The lay leader makes the sign of the cross, saying:

 Leader:          ln the name of the Father, and of the Son, and of the Holy Spirit.

 All reply:        Amen

 Leader:          Grace to you and peace from God our Father and the Lord Jesus Christ.

 All reply:        Blessed be God for ever

 Leader:          One way of approaching the Easter season is to imagine a great tree that thrusts its roots deep down in the soil even as its trunk and branches grow upwards and outwards. The hidden roots draw nourishment from deep under the earth and fuel the visible growth of the tree.

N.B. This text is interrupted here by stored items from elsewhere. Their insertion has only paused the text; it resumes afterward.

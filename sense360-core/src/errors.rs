//! Error Types for Configuration Validation
//!
//! The sensor-value path never fails out-of-band: NaN input yields an
//! `Unknown` status, an invalid [`CalibrationResult`](crate::CalibrationResult),
//! or a propagated NaN. Errors exist only on the configuration path, where
//! a rejected value means a bad user setting rather than a bad reading.
//!
//! Errors are kept small for embedded use: `Copy`, inline payloads only,
//! no heap. `defmt::Format` is provided behind the `defmt` feature so
//! rejected settings are loggable on-probe.

use thiserror_no_std::Error;

/// Result type for configuration constructors
pub type ConfigResult<T> = Result<T, ConfigError>;

/// Configuration validation errors - kept small for embedded use
#[derive(Error, Debug, Clone, Copy, PartialEq)]
pub enum ConfigError {
    /// Hour or minute outside the valid time-of-day range
    #[error("invalid time of day {hour:02}:{minute:02}")]
    InvalidTime {
        /// Rejected hour (valid range 0-23)
        hour: u8,
        /// Rejected minute (valid range 0-59)
        minute: u8,
    },

    /// Classification thresholds must satisfy good < moderate < unhealthy
    #[error("thresholds not strictly ascending: {good}, {moderate}, {unhealthy}")]
    ThresholdsNotAscending {
        /// Upper limit for the Good bucket
        good: f32,
        /// Upper limit for the Moderate bucket
        moderate: f32,
        /// Upper limit for the Unhealthy bucket
        unhealthy: f32,
    },
}

#[cfg(feature = "defmt")]
impl defmt::Format for ConfigError {
    fn format(&self, fmt: defmt::Formatter) {
        match self {
            Self::InvalidTime { hour, minute } =>
                defmt::write!(fmt, "Invalid time {}:{}", hour, minute),
            Self::ThresholdsNotAscending { good, moderate, unhealthy } =>
                defmt::write!(fmt, "Thresholds not ascending: {}, {}, {}", good, moderate, unhealthy),
        }
    }
}
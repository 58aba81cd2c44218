//! Calibration Ranges and Error Thresholds
//!
//! Safe ranges for single-point calibration offsets and the error
//! magnitudes above which recalibration is recommended. Values match the
//! SHT30 deployment limits used across Sense360 devices.

// ===== OFFSET CLAMP RANGES =====

/// Minimum allowed temperature calibration offset (°C).
///
/// An offset below this indicates a broken sensor or a bad reference,
/// not a calibratable bias.
pub const TEMP_OFFSET_MIN_C: f32 = -30.0;

/// Maximum allowed temperature calibration offset (°C).
pub const TEMP_OFFSET_MAX_C: f32 = 30.0;

/// Minimum allowed humidity calibration offset (%RH).
pub const HUMIDITY_OFFSET_MIN_PCT: f32 = -50.0;

/// Maximum allowed humidity calibration offset (%RH).
pub const HUMIDITY_OFFSET_MAX_PCT: f32 = 50.0;

// ===== PHYSICAL LIMITS =====

/// Minimum physically meaningful relative humidity (%).
///
/// Source: Physics (0% RH = no water vapor)
pub const HUMIDITY_MIN_PCT: f32 = 0.0;

/// Maximum physically meaningful relative humidity (%).
///
/// Source: Physics (100% RH = saturated air)
pub const HUMIDITY_MAX_PCT: f32 = 100.0;

// ===== RECALIBRATION THRESHOLDS =====

/// Temperature error above which recalibration is recommended (°C).
///
/// Strict greater-than: an error of exactly 2.0 °C does not trigger.
/// Source: SHT30 datasheet typical accuracy is ±0.2 °C; a 2 °C error
/// means the stored offset no longer matches the environment.
pub const TEMP_ERROR_THRESHOLD_C: f32 = 2.0;

/// Humidity error above which recalibration is recommended (%RH).
///
/// Strict greater-than, same as the temperature threshold.
pub const HUMIDITY_ERROR_THRESHOLD_PCT: f32 = 5.0;
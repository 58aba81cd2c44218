//! Constants for the Sense360 core
//!
//! Centralized, documented constants used throughout the helper routines.
//! All numeric values live here with their units spelled out in the name,
//! grouped by domain:
//!
//! - **Calibration**: offset clamp ranges and recalibration error thresholds
//! - **Thresholds**: per-pollutant default classification triples
//! - **Led**: brightness steps and pulse animation parameters
//! - **Time**: minute-of-day conversion factors

/// Offset clamp ranges and recalibration error thresholds.
pub mod calibration;

/// Default classification thresholds per pollutant.
pub mod thresholds;

/// LED brightness steps and pulse animation parameters.
pub mod led;

/// Minute-of-day conversion factors.
pub mod time;

// Re-export commonly used constants for convenience
pub use calibration::{
    TEMP_OFFSET_MIN_C, TEMP_OFFSET_MAX_C,
    HUMIDITY_OFFSET_MIN_PCT, HUMIDITY_OFFSET_MAX_PCT,
};

pub use thresholds::{
    PM25_GOOD, PM25_MODERATE, PM25_UNHEALTHY,
    CO2_GOOD, CO2_MODERATE, CO2_UNHEALTHY,
};

pub use time::MINUTES_PER_DAY;
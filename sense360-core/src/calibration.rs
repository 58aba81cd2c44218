//! Single-Point Calibration for Temperature/Humidity Sensors
//!
//! Derives constant additive offsets from one paired (reference, raw)
//! measurement and applies them to subsequent raw readings. Used for the
//! SHT30 on Sense360 devices, where factory bias is stable but nonzero.
//!
//! Offsets are clamped to a safe range at computation time: a huge offset
//! means the reference or the sensor is wrong, and applying it would make
//! readings worse rather than better. NaN anywhere in the input marks the
//! result invalid instead of poisoning later arithmetic.

use crate::constants::calibration::{
    HUMIDITY_ERROR_THRESHOLD_PCT, HUMIDITY_MAX_PCT, HUMIDITY_MIN_PCT,
    HUMIDITY_OFFSET_MAX_PCT, HUMIDITY_OFFSET_MIN_PCT, TEMP_ERROR_THRESHOLD_C,
    TEMP_OFFSET_MAX_C, TEMP_OFFSET_MIN_C,
};

// Macro for optional logging
#[cfg(feature = "log")]
macro_rules! log_warn {
    ($($arg:tt)*) => { log::warn!($($arg)*) };
}

#[cfg(not(feature = "log"))]
macro_rules! log_warn {
    ($($arg:tt)*) => {};
}

/// Offsets produced by a single-point calibration run
///
/// Immutable once produced. `valid` is false when any calibration input
/// was NaN; the offsets are zero in that case and must not be applied.
#[derive(Debug, Clone, Copy, PartialEq)]
#[cfg_attr(feature = "serde", derive(serde::Serialize, serde::Deserialize))]
pub struct CalibrationResult {
    /// Additive temperature offset (°C)
    pub temperature_offset: f32,
    /// Additive humidity offset (%RH)
    pub humidity_offset: f32,
    /// Whether the offsets were computed from clean input
    pub valid: bool,
}

impl CalibrationResult {
    /// Result with the given offsets, marked valid
    pub const fn new(temperature_offset: f32, humidity_offset: f32) -> Self {
        Self {
            temperature_offset,
            humidity_offset,
            valid: true,
        }
    }

    /// Zero-offset result marked invalid
    pub const fn invalid() -> Self {
        Self {
            temperature_offset: 0.0,
            humidity_offset: 0.0,
            valid: false,
        }
    }
}

impl Default for CalibrationResult {
    fn default() -> Self {
        Self::invalid()
    }
}

/// Compute calibration offsets from one reference/raw measurement pair
///
/// Offset = reference − raw, per channel, each clamped to its safe range
/// (temperature ±30 °C, humidity ±50 %RH). Returns an invalid result if
/// any input is NaN.
pub fn compute_single_point_calibration(
    reference_temp: f32,
    reference_humidity: f32,
    raw_temp: f32,
    raw_humidity: f32,
) -> CalibrationResult {
    if reference_temp.is_nan()
        || reference_humidity.is_nan()
        || raw_temp.is_nan()
        || raw_humidity.is_nan()
    {
        return CalibrationResult::invalid();
    }

    let temp_error = reference_temp - raw_temp;
    let temp_offset = temp_error.clamp(TEMP_OFFSET_MIN_C, TEMP_OFFSET_MAX_C);
    if temp_offset != temp_error {
        log_warn!("temperature offset {} clamped to {}", temp_error, temp_offset);
    }

    let humidity_error = reference_humidity - raw_humidity;
    let humidity_offset = humidity_error.clamp(HUMIDITY_OFFSET_MIN_PCT, HUMIDITY_OFFSET_MAX_PCT);
    if humidity_offset != humidity_error {
        log_warn!("humidity offset {} clamped to {}", humidity_error, humidity_offset);
    }

    CalibrationResult::new(temp_offset, humidity_offset)
}

/// Apply a calibration offset to a raw temperature reading
///
/// NaN raw propagates to NaN output. The offset is assumed finite; it
/// comes from [`compute_single_point_calibration`], which guarantees it.
pub fn apply_temperature_calibration(raw_temp: f32, offset: f32) -> f32 {
    if raw_temp.is_nan() {
        return f32::NAN;
    }
    raw_temp + offset
}

/// Apply a calibration offset to a raw humidity reading
///
/// The result is clamped to the physical [0, 100] %RH range. NaN raw
/// propagates to NaN output, skipping the clamp.
pub fn apply_humidity_calibration(raw_humidity: f32, offset: f32) -> f32 {
    if raw_humidity.is_nan() {
        return f32::NAN;
    }
    (raw_humidity + offset).clamp(HUMIDITY_MIN_PCT, HUMIDITY_MAX_PCT)
}

/// Check that stored offsets are finite and within the safe ranges
///
/// Bounds are inclusive: an offset of exactly ±30 °C / ±50 %RH passes.
pub fn validate_calibration_offsets(temp_offset: f32, humidity_offset: f32) -> bool {
    if !temp_offset.is_finite() || !humidity_offset.is_finite() {
        return false;
    }

    temp_offset >= TEMP_OFFSET_MIN_C
        && temp_offset <= TEMP_OFFSET_MAX_C
        && humidity_offset >= HUMIDITY_OFFSET_MIN_PCT
        && humidity_offset <= HUMIDITY_OFFSET_MAX_PCT
}

/// Recommend recalibration when the reference disagrees with the sensor
///
/// True iff the temperature error exceeds 2.0 °C or the humidity error
/// exceeds 5.0 %RH, strictly. An error exactly at the threshold does not
/// trigger. Any NaN input returns false: no recommendation can be made
/// from a reading that is not there.
pub fn should_calibrate(
    reference_temp: f32,
    reference_humidity: f32,
    raw_temp: f32,
    raw_humidity: f32,
) -> bool {
    if reference_temp.is_nan()
        || reference_humidity.is_nan()
        || raw_temp.is_nan()
        || raw_humidity.is_nan()
    {
        log_warn!("should_calibrate called with NaN input");
        return false;
    }

    let temp_error = libm::fabsf(reference_temp - raw_temp);
    let humidity_error = libm::fabsf(reference_humidity - raw_humidity);

    temp_error > TEMP_ERROR_THRESHOLD_C || humidity_error > HUMIDITY_ERROR_THRESHOLD_PCT
}

#[cfg(test)]
mod tests {
    use super::*;

    #[test]
    fn simple_positive_offset() {
        let result = compute_single_point_calibration(24.5, 52.0, 22.0, 45.0);
        assert!(result.valid);
        assert!((result.temperature_offset - 2.5).abs() < 1e-5);
        assert!((result.humidity_offset - 7.0).abs() < 1e-5);
    }

    #[test]
    fn simple_negative_offset() {
        let result = compute_single_point_calibration(20.0, 40.0, 23.0, 48.0);
        assert!(result.valid);
        assert!((result.temperature_offset + 3.0).abs() < 1e-5);
        assert!((result.humidity_offset + 8.0).abs() < 1e-5);
    }

    #[test]
    fn zero_offset() {
        let result = compute_single_point_calibration(22.0, 45.0, 22.0, 45.0);
        assert!(result.valid);
        assert_eq!(result.temperature_offset, 0.0);
        assert_eq!(result.humidity_offset, 0.0);
    }

    #[test]
    fn clamps_temperature_offset() {
        // 100 degree error clamps to +30
        let result = compute_single_point_calibration(120.0, 50.0, 20.0, 50.0);
        assert!(result.valid);
        assert_eq!(result.temperature_offset, 30.0);

        let result = compute_single_point_calibration(-80.0, 50.0, 20.0, 50.0);
        assert_eq!(result.temperature_offset, -30.0);
    }

    #[test]
    fn clamps_humidity_offset() {
        let result = compute_single_point_calibration(22.0, 99.0, 22.0, 10.0);
        assert!(result.valid);
        assert_eq!(result.humidity_offset, 50.0);

        let result = compute_single_point_calibration(22.0, 1.0, 22.0, 90.0);
        assert_eq!(result.humidity_offset, -50.0);
    }

    #[test]
    fn nan_input_invalidates_result() {
        let cases = [
            compute_single_point_calibration(f32::NAN, 52.0, 22.0, 45.0),
            compute_single_point_calibration(24.5, f32::NAN, 22.0, 45.0),
            compute_single_point_calibration(24.5, 52.0, f32::NAN, 45.0),
            compute_single_point_calibration(24.5, 52.0, 22.0, f32::NAN),
        ];
        for result in cases {
            assert!(!result.valid);
            assert_eq!(result.temperature_offset, 0.0);
            assert_eq!(result.humidity_offset, 0.0);
        }
    }

    #[test]
    fn apply_temperature_normal_and_negative() {
        assert!((apply_temperature_calibration(21.0, 2.5) - 23.5).abs() < 1e-5);
        assert!((apply_temperature_calibration(21.0, -1.5) - 19.5).abs() < 1e-5);
    }

    #[test]
    fn apply_temperature_nan_propagates() {
        assert!(apply_temperature_calibration(f32::NAN, 2.5).is_nan());
    }

    #[test]
    fn apply_humidity_clamps_to_physical_range() {
        assert!((apply_humidity_calibration(48.0, 7.0) - 55.0).abs() < 1e-5);
        assert_eq!(apply_humidity_calibration(98.0, 10.0), 100.0);
        assert_eq!(apply_humidity_calibration(3.0, -10.0), 0.0);
    }

    #[test]
    fn apply_humidity_nan_propagates() {
        assert!(apply_humidity_calibration(f32::NAN, 7.0).is_nan());
    }

    #[test]
    fn validate_offsets() {
        assert!(validate_calibration_offsets(2.5, 7.0));
        assert!(!validate_calibration_offsets(31.0, 0.0));
        assert!(!validate_calibration_offsets(0.0, -51.0));
        assert!(!validate_calibration_offsets(f32::NAN, 0.0));
        assert!(!validate_calibration_offsets(0.0, f32::INFINITY));
    }

    #[test]
    fn validate_offsets_at_boundaries() {
        // Bounds are inclusive
        assert!(validate_calibration_offsets(30.0, 50.0));
        assert!(validate_calibration_offsets(-30.0, -50.0));
    }

    #[test]
    fn should_calibrate_on_large_errors() {
        assert!(should_calibrate(25.0, 50.0, 22.0, 50.0)); // 3 °C off
        assert!(should_calibrate(22.0, 57.0, 22.0, 50.0)); // 7 %RH off
        assert!(should_calibrate(25.0, 57.0, 22.0, 50.0)); // both
    }

    #[test]
    fn should_not_calibrate_on_small_errors() {
        assert!(!should_calibrate(22.5, 51.0, 22.0, 50.0));
    }

    #[test]
    fn threshold_is_strict() {
        // Exactly at threshold does not trigger
        assert!(!should_calibrate(24.0, 50.0, 22.0, 50.0)); // exactly 2.0 °C
        assert!(!should_calibrate(22.0, 55.0, 22.0, 50.0)); // exactly 5.0 %RH
        assert!(should_calibrate(24.1, 50.0, 22.0, 50.0));
    }

    #[test]
    fn should_calibrate_nan_returns_false() {
        assert!(!should_calibrate(f32::NAN, 50.0, 22.0, 50.0));
        assert!(!should_calibrate(25.0, 50.0, 22.0, f32::NAN));
    }

    #[test]
    fn full_calibration_workflow() {
        // Derive offsets from the reference pair, then correct a new reading
        let reference = (24.5, 52.0);
        let raw = (22.0, 45.0);
        assert!(should_calibrate(reference.0, reference.1, raw.0, raw.1));

        let result = compute_single_point_calibration(reference.0, reference.1, raw.0, raw.1);
        assert!(result.valid);
        assert!(validate_calibration_offsets(
            result.temperature_offset,
            result.humidity_offset
        ));

        let temp = apply_temperature_calibration(21.0, result.temperature_offset);
        let humidity = apply_humidity_calibration(48.0, result.humidity_offset);
        assert!((temp - 23.5).abs() < 1e-5);
        assert!((humidity - 55.0).abs() < 1e-5);
    }
}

The gospel readings for the next few Sundays, taken from Jesus’ farewell speech to his disciples in the gospel of John, invite us on an interior journey into the depths of our hearts. It is there that Jesus makes his home in us; it is there that the Paraclete teaches us all wisdom. As our faith is fed from deep within, the stronger is our desire to let love loose in the world.

The stories from the Acts of the Apostles take us on an outer journey. They allow us to be present at the birth of the early Church and to accompany its first steps. Under the impetus of the Holy Spirit the Christian way begins to spread. It starts to take shape for all to see. In Eastertide the Church drinks deeply from the well-spring of the Spirit and finds fresh inspiration for its mission in the world.


First Reading: Acts 6:1-7

Introduction to the reading: In Jerusalem at the time of Christ, some Jewish people spoke Greek, others spoke Aramaic; and each group went to its own synagogue. It appears that the apostles were among those who spoke Aramaic. In today’s reading, we will hear some of the problems this created in the Christian community and how these were addressed.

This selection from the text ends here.